# SOURCE DATA:
// Domain models: baby profiles, feeding records, reminder settings

mod baby;
mod feeding;
mod reminder;
mod validation;

pub use baby::{Baby, BabyPatch, DEFAULT_AVATAR_COLOR, MAX_NAME_LEN, NewBaby};
pub use feeding::{
    FeedingRecord, FeedingRecordPatch, FeedingSide, MAX_AMOUNT_ML, MAX_NOTE_LEN, MIN_AMOUNT_ML,
    NewFeedingRecord,
};
pub use reminder::{
    MAX_REMINDER_INTERVAL_HOURS, MIN_REMINDER_INTERVAL_HOURS, ReminderSettings,
};
pub use validation::ValidationError;
// Model tests: JSON shape (camelCase), payload validation, patch application

mod common;

use chrono::NaiveDate;
use common::{record, utc};
use feedlog::models::*;

fn today() -> NaiveDate {
    NaiveDate::from_ymd_opt(2025, 1, 8).unwrap()
}

fn baby() -> Baby {
    Baby {
        id: "b1".into(),
        name: "Ayşe".into(),
        birth_date: NaiveDate::from_ymd_opt(2024, 11, 2).unwrap(),
        avatar_color: DEFAULT_AVATAR_COLOR.into(),
        created_at: utc("2024-11-03T10:00:00Z"),
    }
}

#[test]
fn test_feeding_record_serialization_camel_case() {
    let mut r = record("r1", "b1", "2025-01-08T09:00:00Z", 120);
    r.notes = Some("iyi içti".into());
    r.side = Some(FeedingSide::Bottle);
    let json = serde_json::to_string(&r).unwrap();
    assert!(json.contains("\"babyId\":\"b1\""));
    assert!(json.contains("\"feedingTime\":\"2025-01-08T09:00:00Z\""));
    assert!(json.contains("\"side\":\"bottle\""));
    let back: FeedingRecord = serde_json::from_str(&json).unwrap();
    assert_eq!(back, r);
}

#[test]
fn test_feeding_record_without_side_omits_it() {
    let r = record("r1", "b1", "2025-01-08T09:00:00Z", 120);
    let json = serde_json::to_value(&r).unwrap();
    assert!(json.get("side").is_none());
    assert!(json["notes"].is_null());
}

#[test]
fn test_baby_serialization() {
    let json = serde_json::to_value(baby()).unwrap();
    assert_eq!(json["birthDate"], "2024-11-02");
    assert_eq!(json["avatarColor"], "bg-primary/10");
    assert!(json.get("createdAt").is_some());
}

#[test]
fn test_new_feeding_rejects_negative_or_non_numeric_amount() {
    let negative = r#"{"babyId":"b1","feedingTime":"2025-01-08T09:00:00Z","amount":-5}"#;
    assert!(serde_json::from_str::<NewFeedingRecord>(negative).is_err());
    let text = r#"{"babyId":"b1","feedingTime":"2025-01-08T09:00:00Z","amount":"lots"}"#;
    assert!(serde_json::from_str::<NewFeedingRecord>(text).is_err());
    let bad_time = r#"{"babyId":"b1","feedingTime":"yesterday","amount":100}"#;
    assert!(serde_json::from_str::<NewFeedingRecord>(bad_time).is_err());
}

#[test]
fn test_new_feeding_amount_bounds() {
    let mut body: NewFeedingRecord = serde_json::from_str(
        r#"{"babyId":"b1","feedingTime":"2025-01-08T09:00:00Z","amount":1}"#,
    )
    .unwrap();
    assert!(body.validate().is_ok());
    body.amount = MAX_AMOUNT_ML;
    assert!(body.validate().is_ok());
    body.amount = 0;
    assert_eq!(
        body.validate(),
        Err(ValidationError::AmountOutOfRange {
            got: 0,
            min: MIN_AMOUNT_ML,
            max: MAX_AMOUNT_ML
        })
    );
    body.amount = 501;
    assert!(body.validate().is_err());
}

#[test]
fn test_new_feeding_note_length_and_normalization() {
    let mut body: NewFeedingRecord = serde_json::from_str(
        r#"{"babyId":"b1","feedingTime":"2025-01-08T09:00:00Z","amount":90,"notes":"   "}"#,
    )
    .unwrap();
    assert!(body.validate().is_ok());
    let stored = body.clone().into_record();
    assert_eq!(stored.notes, None);
    assert!(!stored.id.is_empty());

    body.notes = Some("x".repeat(MAX_NOTE_LEN + 1));
    assert!(matches!(
        body.validate(),
        Err(ValidationError::NoteTooLong { .. })
    ));
}

#[test]
fn test_feeding_patch_applies_present_fields() {
    let mut r = record("r1", "b1", "2025-01-08T09:00:00Z", 120);
    r.notes = Some("before".into());
    let patch: FeedingRecordPatch =
        serde_json::from_str(r#"{"amount":150,"side":"left"}"#).unwrap();
    patch.validate().unwrap();
    patch.apply(&mut r);
    assert_eq!(r.amount, 150);
    assert_eq!(r.side, Some(FeedingSide::Left));
    assert_eq!(r.notes.as_deref(), Some("before"));
    assert_eq!(r.feeding_time, utc("2025-01-08T09:00:00Z"));

    let clear: FeedingRecordPatch = serde_json::from_str(r#"{"notes":""}"#).unwrap();
    clear.apply(&mut r);
    assert_eq!(r.notes, None);
    assert_eq!(r.side, Some(FeedingSide::Left));
}

#[test]
fn test_feeding_patch_null_side_clears_it() {
    let mut r = record("r1", "b1", "2025-01-08T09:00:00Z", 120);
    r.side = Some(FeedingSide::Bottle);

    let absent: FeedingRecordPatch = serde_json::from_str(r#"{"amount":130}"#).unwrap();
    assert_eq!(absent.side, None);
    absent.apply(&mut r);
    assert_eq!(r.side, Some(FeedingSide::Bottle));

    let null: FeedingRecordPatch = serde_json::from_str(r#"{"side":null}"#).unwrap();
    assert_eq!(null.side, Some(None));
    null.apply(&mut r);
    assert_eq!(r.side, None);
    assert_eq!(r.amount, 130);
}

#[test]
fn test_new_baby_validation() {
    let ok: NewBaby = serde_json::from_str(r#"{"name":"Ayşe","birthDate":"2024-11-02"}"#).unwrap();
    assert!(ok.validate(today()).is_ok());
    assert_eq!(ok.avatar_color, None);

    let blank: NewBaby = serde_json::from_str(r#"{"name":"  ","birthDate":"2024-11-02"}"#).unwrap();
    assert_eq!(blank.validate(today()), Err(ValidationError::EmptyName));

    let future: NewBaby =
        serde_json::from_str(r#"{"name":"Can","birthDate":"2025-01-09"}"#).unwrap();
    assert!(matches!(
        future.validate(today()),
        Err(ValidationError::BirthDateInFuture(_))
    ));

    let long = NewBaby {
        name: "a".repeat(MAX_NAME_LEN + 1),
        birth_date: today(),
        avatar_color: None,
    };
    assert!(matches!(
        long.validate(today()),
        Err(ValidationError::NameTooLong { .. })
    ));
}

#[test]
fn test_baby_patch_trims_name_and_keeps_other_fields() {
    let mut b = baby();
    let patch: BabyPatch = serde_json::from_str(r#"{"name":"  Ayşe Nur "}"#).unwrap();
    patch.validate(today()).unwrap();
    patch.apply(&mut b);
    assert_eq!(b.name, "Ayşe Nur");
    assert_eq!(b.birth_date, NaiveDate::from_ymd_opt(2024, 11, 2).unwrap());
    assert_eq!(b.avatar_color, DEFAULT_AVATAR_COLOR);
}

#[test]
fn test_reminder_settings_interval_bounds() {
    let json = r#"{"enabled":true,"intervalHours":3}"#;
    let settings: ReminderSettings = serde_json::from_str(json).unwrap();
    assert!(settings.validate().is_ok());
    assert_eq!(serde_json::to_string(&settings).unwrap(), json);

    for hours in [0, 13] {
        let bad = ReminderSettings {
            enabled: true,
            interval_hours: hours,
        };
        assert!(matches!(
            bad.validate(),
            Err(ValidationError::IntervalOutOfRange { .. })
        ));
    }
}

#[test]
fn test_validation_error_messages() {
    let err = ValidationError::AmountOutOfRange {
        got: 600,
        min: 1,
        max: 500,
    };
    assert_eq!(err.to_string(), "amount must be between 1 and 500 ml, got 600");
}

# EXERCISE DETAILS:
Word for word, write out every record in the listing.

# OUTPUT BELOW:
// Domain models: baby profiles, feeding records, reminder settings

mod baby;
mod feeding;
mod reminder;
mod validation;

pub use baby::{Baby, BabyPatch, DEFAULT_AVATAR_COLOR, MAX_NAME_LEN, NewBaby};
pub use feeding::{
    FeedingRecord, FeedingRecordPatch, FeedingSide, MAX_AMOUNT_ML, MAX_NOTE_LEN, MIN_AMOUNT_ML,
    NewFeedingRecord,
};
pub use reminder::{
    MAX_REMINDER_INTERVAL_HOURS, MIN_REMINDER_INTERVAL_HOURS, ReminderSettings,
};
pub use validation::ValidationError;
// Model tests: JSON shape (camelCase), payload validation, patch application

mod common;

use chrono::NaiveDate;
use common::{record, utc};
use feedlog::models::*;

fn today() -> NaiveDate {
    NaiveDate::from_ymd_opt(2025, 1, 8).unwrap()
}

fn baby() -> Baby {
    Baby {
        id: "b1".into(),
        name: "Ayşe".into(),
        birth_date: NaiveDate::from_ymd_opt(2024, 11, 2).unwrap(),
        avatar_color: DEFAULT_AVATAR_COLOR.into(),
        created_at: utc("2024-11-03T10:00:00Z"),
    }
}

#[test]
fn test_feeding_record_serialization_camel_case() {
    let mut r = record("r1", "b1", "2025-01-08T09:00:00Z", 120);
    r.notes = Some("iyi içti".into());
    r.side = Some(FeedingSide::Bottle);
    let json = serde_json::to_string(&r).unwrap();
    assert!(json.contains("\"babyId\":\"b1\""));
    assert!(json.contains("\"feedingTime\":\"2025-01-08T09:00:00Z\""));
    assert!(json.contains("\"side\":\"bottle\""));
    let back: FeedingRecord = serde_json::from_str(&json).unwrap();
    assert_eq!(back, r);
}

#[test]
fn test_feeding_record_without_side_omits_it() {
    let r = record("r1", "b1", "2025-01-08T09:00:00Z", 120);
    let json = serde_json::to_value(&r).unwrap();
    assert!(json.get("side").is_none());
    assert!(json["notes"].is_null());
}

#[test]
fn test_baby_serialization() {
    let json = serde_json::to_value(baby()).unwrap();
    assert_eq!(json["birthDate"], "2024-11-02");
    assert_eq!(json["avatarColor"], "bg-primary/10");
    assert!(json.get("createdAt").is_some());
}

#[test]
fn test_new_feeding_rejects_negative_or_non_numeric_amount() {
    let negative = r#"{"babyId":"b1","feedingTime":"2025-01-08T09:00:00Z","amount":-5}"#;
    assert!(serde_json::from_str::<NewFeedingRecord>(negative).is_err());
    let text = r#"{"babyId":"b1","feedingTime":"2025-01-08T09:00:00Z","amount":"lots"}"#;
    assert!(serde_json::from_str::<NewFeedingRecord>(text).is_err());
    let bad_time = r#"{"babyId":"b1","feedingTime":"yesterday","amount":100}"#;
    assert!(serde_json::from_str::<NewFeedingRecord>(bad_time).is_err());
}

#[test]
fn test_new_feeding_amount_bounds() {
    let mut body: NewFeedingRecord = serde_json::from_str(
        r#"{"babyId":"b1","feedingTime":"2025-01-08T09:00:00Z","amount":1}"#,
    )
    .unwrap();
    assert!(body.validate().is_ok());
    body.amount = MAX_AMOUNT_ML;
    assert!(body.validate().is_ok());
    body.amount = 0;
    assert_eq!(
        body.validate(),
        Err(ValidationError::AmountOutOfRange {
            got: 0,
            min: MIN_AMOUNT_ML,
            max: MAX_AMOUNT_ML
        })
    );
    body.amount = 501;
    assert!(body.validate().is_err());
}

#[test]
fn test_new_feeding_note_length_and_normalization() {
    let mut body: NewFeedingRecord = serde_json::from_str(
        r#"{"babyId":"b1","feedingTime":"2025-01-08T09:00:00Z","amount":90,"notes":"   "}"#,
    )
    .unwrap();
    assert!(body.validate().is_ok());
    let stored = body.clone().into_record();
    assert_eq!(stored.notes, None);
    assert!(!stored.id.is_empty());

    body.notes = Some("x".repeat(MAX_NOTE_LEN + 1));
    assert!(matches!(
        body.validate(),
        Err(ValidationError::NoteTooLong { .. })
    ));
}

#[test]
fn test_feeding_patch_applies_present_fields() {
    let mut r = record("r1", "b1", "2025-01-08T09:00:00Z", 120);
    r.notes = Some("before".into());
    let patch: FeedingRecordPatch =
        serde_json::from_str(r#"{"amount":150,"side":"left"}"#).unwrap();
    patch.validate().unwrap();
    patch.apply(&mut r);
    assert_eq!(r.amount, 150);
    assert_eq!(r.side, Some(FeedingSide::Left));
    assert_eq!(r.notes.as_deref(), Some("before"));
    assert_eq!(r.feeding_time, utc("2025-01-08T09:00:00Z"));

    let clear: FeedingRecordPatch = serde_json::from_str(r#"{"notes":""}"#).unwrap();
    clear.apply(&mut r);
    assert_eq!(r.notes, None);
    assert_eq!(r.side, Some(FeedingSide::Left));
}

#[test]
fn test_feeding_patch_null_side_clears_it() {
    let mut r = record("r1", "b1", "2025-01-08T09:00:00Z", 120);
    r.side = Some(FeedingSide::Bottle);

    let absent: FeedingRecordPatch = serde_json::from_str(r#"{"amount":130}"#).unwrap();
    assert_eq!(absent.side, None);
    absent.apply(&mut r);
    assert_eq!(r.side, Some(FeedingSide::Bottle));

    let null: FeedingRecordPatch = serde_json::from_str(r#"{"side":null}"#).unwrap();
    assert_eq!(null.side, Some(None));
    null.apply(&mut r);
    assert_eq!(r.side, None);
    assert_eq!(r.amount, 130);
}

#[test]
fn test_new_baby_validation() {
    let ok: NewBaby = serde_json::from_str(r#"{"name":"Ayşe","birthDate":"2024-11-02"}"#).unwrap();
    assert!(ok.validate(today()).is_ok());
    assert_eq!(ok.avatar_color, None);

    let blank: NewBaby = serde_json::from_str(r#"{"name":"  ","birthDate":"2024-11-02"}"#).unwrap();
    assert_eq!(blank.validate(today()), Err(ValidationError::EmptyName));

    let future: NewBaby =
        serde_json::from_str(r#"{"name":"Can","birthDate":"2025-01-09"}"#).unwrap();
    assert!(matches!(
        future.validate(today()),
        Err(ValidationError::BirthDateInFuture(_))
    ));

    let long = NewBaby {
        name: "a".repeat(MAX_NAME_LEN + 1),
        birth_date: today(),
        avatar_color: None,
    };
    assert!(matches!(
        long.validate(today()),
        Err(ValidationError::NameTooLong { .. })
    ));
}

#[test]
fn test_baby_patch_trims_name_and_keeps_other_fields() {
    let mut b = baby();
    let patch: BabyPatch = serde_json::from_str(r#"{"name":"  Ayşe Nur "}"#).unwrap();
    patch.validate(today()).unwrap();
    patch.apply(&mut b);
    assert_eq!(b.name, "Ayşe Nur");
    assert_eq!(b.birth_date, NaiveDate::from_ymd_opt(2024, 11, 2).unwrap());
    assert_eq!(b.avatar_color, DEFAULT_AVATAR_COLOR);
}

#[test]
fn test_reminder_settings_interval_bounds() {
    let json = r#"{"enabled":true,"intervalHours":3}"#;
    let settings: ReminderSettings = serde_json::from_str(json).unwrap();
    assert!(settings.validate().is_ok());
    assert_eq!(serde_json::to_string(&settings).unwrap(), json);

    for hours in [0, 13] {
        let bad = ReminderSettings {
            enabled: true,
            interval_hours: hours,
        };
        assert!(matches!(
            bad.validate(),
            Err(ValidationError::IntervalOutOfRange { .. })
        ));
    }
}

#[test]
fn test_validation_error_messages() {
    let err = ValidationError::AmountOutOfRange {
        got: 600,
        min: 1,
        max: 500,
    };
    assert_eq!(err.to_string(), "amount must be between 1 and 500 ml, got 600");
}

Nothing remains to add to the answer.